▶ **Directions for this task**
Exactly the lines from the opening of the data through the line containing "use uuid::Uuid;" should be reproduced, please, with nothing added.
━━━ Data provided ━━━
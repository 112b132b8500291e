use anyhow::Context;
use clap::Parser;
use log::debug;
use scan_ai::cli::{Cli, Commands};
use scan_ai::config::Config;
use scan_ai::credentials::{self, CredentialStore, FileCredentialStore};
use scan_ai::error::ScanAiError;
use scan_ai::pipeline::{self, Analyzer};
use scan_ai::store::{RecordStore, SqliteRecordStore};
use scan_ai::transport::HttpTransport;
use scan_ai_common::{AnalysisOutcome, Mode, Payload, PersistedRecord};
use std::sync::Arc;
use tokio_util::sync::CancellationToken;
use uuid::Uuid;

#[tokio::main]
async fn main() {
    let cli = Cli::parse();

    let level = if cli.verbose { "debug" } else { "warn" };
    env_logger::Builder::from_env(env_logger::Env::default().default_filter_or(level)).init();

    if let Err(e) = run(cli).await {
        match e.downcast_ref::<ScanAiError>() {
            Some(err) => {
                eprintln!("❌ {}", err.user_message());
                debug!("{err}");
                if let Some(seconds) = err.retry_after() {
                    debug!("retry-after: {seconds}s");
                }
            }
            None => eprintln!("❌ {e:#}"),
        }
        std::process::exit(1);
    }
}

async fn run(cli: Cli) -> anyhow::Result<()> {
    let mut config = Config::load()?;

    match cli.command {
        Commands::Analyze { image, mode, units, language, save, json } => {
            let mode = Mode::from(mode);
            let bytes = std::fs::read(&image)
                .with_context(|| format!("画像を読み込めません: {}", image.display()))?;

            let mut context = config.prompt_context();
            if let Some(units) = units {
                context.units = units.into();
            }
            if let Some(language) = language {
                context.target_language = language;
            }

            let transport = HttpTransport::new(config.endpoint.clone(), credentials::default_store()?)?;
            let analyzer = Analyzer::new(Arc::new(transport), context, config.model_params());

            // Ctrl-C で送信を中断
            let cancel = CancellationToken::new();
            let on_interrupt = cancel.clone();
            tokio::spawn(async move {
                if tokio::signal::ctrl_c().await.is_ok() {
                    on_interrupt.cancel();
                }
            });

            if !json {
                println!("📸 scan-ai - {}\n", mode.label());
                println!("AI解析中...");
            }
            let outcome = analyzer.analyze(&bytes, mode, &cancel).await?;

            if json {
                println!("{}", serde_json::to_string_pretty(&outcome)?);
            } else {
                print_outcome(&outcome);
            }

            if save {
                let store = open_store(&config)?;
                let record = pipeline::save(&store, &outcome)?;
                if !json {
                    println!("\n✔ 履歴に保存: {}", record.id);
                }
            }
        }

        Commands::History { limit } => {
            let store = open_store(&config)?;
            let records = store.list_recent(limit)?;
            if records.is_empty() {
                println!("履歴はありません");
            }
            for record in &records {
                print_summary_line(record);
            }
        }

        Commands::Show { id } => {
            let store = open_store(&config)?;
            let id = parse_id(&id)?;
            let record = store
                .get(&id)?
                .ok_or_else(|| ScanAiError::RecordNotFound(id.to_string()))?;
            println!("{}  {}", record.id, record.created_at.format("%Y-%m-%d %H:%M"));
            print_outcome(&record.to_outcome());
        }

        Commands::Delete { id } => {
            let store = open_store(&config)?;
            let id = parse_id(&id)?;
            if !store.delete(&id)? {
                return Err(ScanAiError::RecordNotFound(id.to_string()).into());
            }
            println!("✔ 削除しました: {}", id);
        }

        Commands::Modes => {
            for mode in Mode::ALL {
                println!("  {:<14} {}", mode.id(), mode.label());
            }
        }

        Commands::Config { set_api_key, clear_api_key, units, language, show } => {
            let store = FileCredentialStore::openai()?;

            if let Some(key) = set_api_key {
                store.set(&key)?;
                println!("✔ APIキーを設定しました");
            }
            if clear_api_key {
                store.delete()?;
                println!("✔ APIキーを削除しました");
            }

            let mut changed = false;
            if let Some(units) = units {
                config.units = units.into();
                changed = true;
            }
            if let Some(language) = language {
                config.target_language = language;
                changed = true;
            }
            if changed {
                config.save()?;
                println!("✔ 設定を保存しました");
            }

            if show {
                let key_set = credentials::default_store()?.get()?.is_some();
                println!("設定:");
                println!("  モデル: {}", config.model);
                println!("  エンドポイント: {}", config.endpoint);
                println!("  最大トークン: {}", config.max_tokens);
                println!("  単位系: {:?}", config.units);
                println!("  翻訳先言語: {}", config.target_language);
                println!("  履歴DB: {}", config.database_path()?.display());
                println!("  APIキー: {}", if key_set { "設定済み" } else { "未設定" });
            }
        }
    }

    Ok(())
}

fn open_store(config: &Config) -> anyhow::Result<SqliteRecordStore> {
    Ok(SqliteRecordStore::open(&config.database_path()?)?)
}

fn parse_id(id: &str) -> anyhow::Result<Uuid> {
    Uuid::parse_str(id.trim()).with_context(|| format!("不正なID: {id}"))
}

fn print_summary_line(record: &PersistedRecord) {
    println!(
        "{}  {}  {:<16} {}",
        record.id,
        record.created_at.format("%Y-%m-%d %H:%M"),
        record.mode.label(),
        record.summary()
    );
}

fn print_outcome(outcome: &AnalysisOutcome) {
    println!("{}", outcome.title);
    println!("  {}", outcome.value);
    if !outcome.detail.is_empty() {
        println!("  {}", outcome.detail);
    }

    match &outcome.payload {
        Payload::Weight(items) if items.len() > 1 => {
            for item in items {
                println!("  - {}: {} {}", item.name, item.weight, item.unit);
            }
        }
        Payload::Dimensions(items) if items.len() > 1 => {
            for item in items {
                println!("  - {}: {}", item.name, item.formatted());
            }
        }
        Payload::Calories(items) if !items.is_empty() => {
            for item in items {
                println!(
                    "  - {} ({}): {} kcal  {}",
                    item.name,
                    item.portion,
                    item.calories,
                    item.formatted_macros()
                );
            }
        }
        Payload::PlantId(items) => {
            for item in items {
                println!(
                    "  - {} ({}) [{}]",
                    item.common_name,
                    item.scientific_name,
                    item.confidence.as_str()
                );
                if !item.description.is_empty() {
                    println!("    {}", item.description);
                }
            }
        }
        Payload::Translate(Some(translation)) => {
            println!("\n{}", translation.translated_text);
        }
        Payload::ObjectCount(items) if !items.is_empty() => {
            for item in items {
                println!("  - {} × {} ({})", item.name, item.count, item.category);
            }
        }
        _ => {}
    }

    if !outcome.explanation.is_empty() {
        println!("\n💡 {}", outcome.explanation);
    }
}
━━━
▶ **Output for this exercise**
repository 112b132b8500291e
use anyhow::Context;
use clap::Parser;
use log::debug;
use scan_ai::cli::{Cli, Commands};
use scan_ai::config::Config;
use scan_ai::credentials::{self, CredentialStore, FileCredentialStore};
use scan_ai::error::ScanAiError;
use scan_ai::pipeline::{self, Analyzer};
use scan_ai::store::{RecordStore, SqliteRecordStore};
use scan_ai::transport::HttpTransport;
use scan_ai_common::{AnalysisOutcome, Mode, Payload, PersistedRecord};
use std::sync::Arc;
use tokio_util::sync::CancellationToken;
use uuid::Uuid;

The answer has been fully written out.